The compelling and controversial Netflix series "13 Reasons Why" will be the starting point for an ethics discussion hosted by the Schreyer Honors College from 9:15 to 11 a.m. Friday, Aug. 18, in 100 Thomas Building on the University Park campus of Penn State.
This event is open only to Schreyer Honors College students.
Panelists include Pearl Gluck, assistant professor of film and video in the Donald P. Bellisario College of Communications; Peggy Lorah, assistant vice president for diversity and inclusion for Student Affairs and professor of women’s studies; Erin Farley, cocurricular programs coordinator for the Gender Equity Center; Katie Tenny, Penn State bystander intervention coordinator; Steve Sampsell, director of strategic communications for the Donald P. Bellisario College of Communications; and James Tierney, economics lecturer in the College of the Liberal Arts.
Gluck, who is working on several film projects that address the roles of passive bystanders and of “upstanders” – those who intervene when they recognize something is wrong – in various situations, was inspired by reading essay applications of prospective Schreyer students. At a luncheon for faculty readers this past winter, she suggested a question framed around a popular piece of media for a discussion.

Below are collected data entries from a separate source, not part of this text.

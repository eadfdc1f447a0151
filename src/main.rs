use std::time::Duration;

use anyhow::Context;
use clap::Parser;
use macroquad::prelude::*;
use toroidal_life::{
    Controller, Flow, Seeding, StatsPanel,
    config::{Cli, WORLD_DIMENSIONS},
    input::{self, InputPoller},
    rendering::{self, Visual},
};
use tracing::{error, info};
use tracing_subscriber::EnvFilter;

fn window_conf() -> Conf {
    let (width, height) = Visual::default().window_size(WORLD_DIMENSIONS);
    Conf {
        window_title: "Toroidal Life".to_owned(),
        window_width: width as i32,
        window_height: height as i32,
        window_resizable: false,
        ..Default::default()
    }
}

fn init_tracing(verbose: bool) {
    let default = if verbose { "debug" } else { "info" };
    let filter = EnvFilter::try_from_default_env().unwrap_or_else(|_| EnvFilter::new(default));
    tracing_subscriber::fmt()
        .with_env_filter(filter)
        .with_writer(std::io::stderr)
        .init();
}

#[macroquad::main(window_conf)]
async fn main() {
    let cli = Cli::parse();
    init_tracing(cli.verbose);

    if let Err(err) = run(cli).await {
        error!("{err:#}");
        std::process::exit(1);
    }
}

async fn run(cli: Cli) -> anyhow::Result<()> {
    let config = cli.world_config().context("invalid configuration")?;
    let seeding = cli.seed.map_or(Seeding::Entropy, Seeding::Fixed);

    let mut controller = Controller::new(config, seeding);
    let mut world = controller.init_world();
    let mut poller = InputPoller::new(cli.poll_interval());
    let mut stats = StatsPanel::default();
    let visual = Visual::default();

    info!(rule = %config.rule, algorithm = config.algorithm.name(), "starting");

    while !world.is_exhausted() {
        let elapsed = Duration::from_secs_f32(get_frame_time());
        if let Some(command) = poller.poll(input::read_key_press(), elapsed) {
            if controller.cycle(&mut world, command) == Flow::Quit {
                break;
            }
        }

        clear_background(BLACK);
        stats.update(&world);
        rendering::draw_world(&stats.view(&world), stats.line(), &visual);
        next_frame().await;
    }

    info!(iteration = world.iteration(), "stopped");
    Ok(())
}
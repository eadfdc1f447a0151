/// Cell represents the fundamental unit of the automaton.
/// Each cell can be either Dead or Alive.
#[derive(Clone, Copy, PartialEq, Eq, Debug, Default)]
pub enum Cell {
    #[default]
    Dead,
    Alive,
}

impl Cell {
    /// Check if the cell is currently alive
    pub const fn is_alive(self) -> bool {
        matches!(self, Cell::Alive)
    }

    /// Flip the cell state
    pub const fn toggle(self) -> Self {
        match self {
            Cell::Alive => Cell::Dead,
            Cell::Dead => Cell::Alive,
        }
    }
}

impl From<bool> for Cell {
    fn from(alive: bool) -> Self {
        if alive { Cell::Alive } else { Cell::Dead }
    }
}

"13 Reasons Why," based on a 2007 novel of the same name, revolves around a high school student, Clay Jensen, and his friend Hannah Baker, a girl who committed suicide. The series examines not just Baker’s story but the stories of the characters around her and how their actions – or inactions – affected her and one another.
“The level of protection that we might try to give to questions of hate and violence and ignorance, that’s over,” Gluck said. “We must engage and we must speak out. And that means helping begin a conversation about what they’re going to be asking, which is the ethics of decision-making. When are you going to get engaged? When are you going to speak out?
“I think it’s a powerful question and I’m excited about what the students have to say, because they’re the ones on the front lines.”
Schreyer Honors Orientation – or SHO TIME, as it is known by students and staff – is a three-day welcome event for the incoming class that has been held each August since 2006 and this year runs from Wednesday, Aug. 16 through Friday, Aug. 18. A group of nearly 100 returning students serve as mentors for an incoming group of more than 300 first-year students. Activities include presentations by Penn State faculty, team-building exercises and a late-night trivia competition.
Each year, the college strives to include an ethics discussion as part of SHO TIME.
“This one particularly is very relevant for the students, primarily because a lot of the issues that we are going to be talking about in the session and from the video clips from the series are very relevant to their daily lives,” said Schreyer Honors College Associate Dean for Student Affairs Mitch Kirsch. “They’re difficult to talk about – sexual assault, alcohol, drug abuse, bullying – but they’re situations they’ve dealt with in high school and will certainly deal with when they come to Penn State.”
“It’s the only time we have a captive audience,” Kirsch added, “and we take the opinion that if we can address some of these issues and help them think about them in this context before they go to class the first day, hopefully it will enable them to make good decisions and be empowered to stand up for each other in future situations.”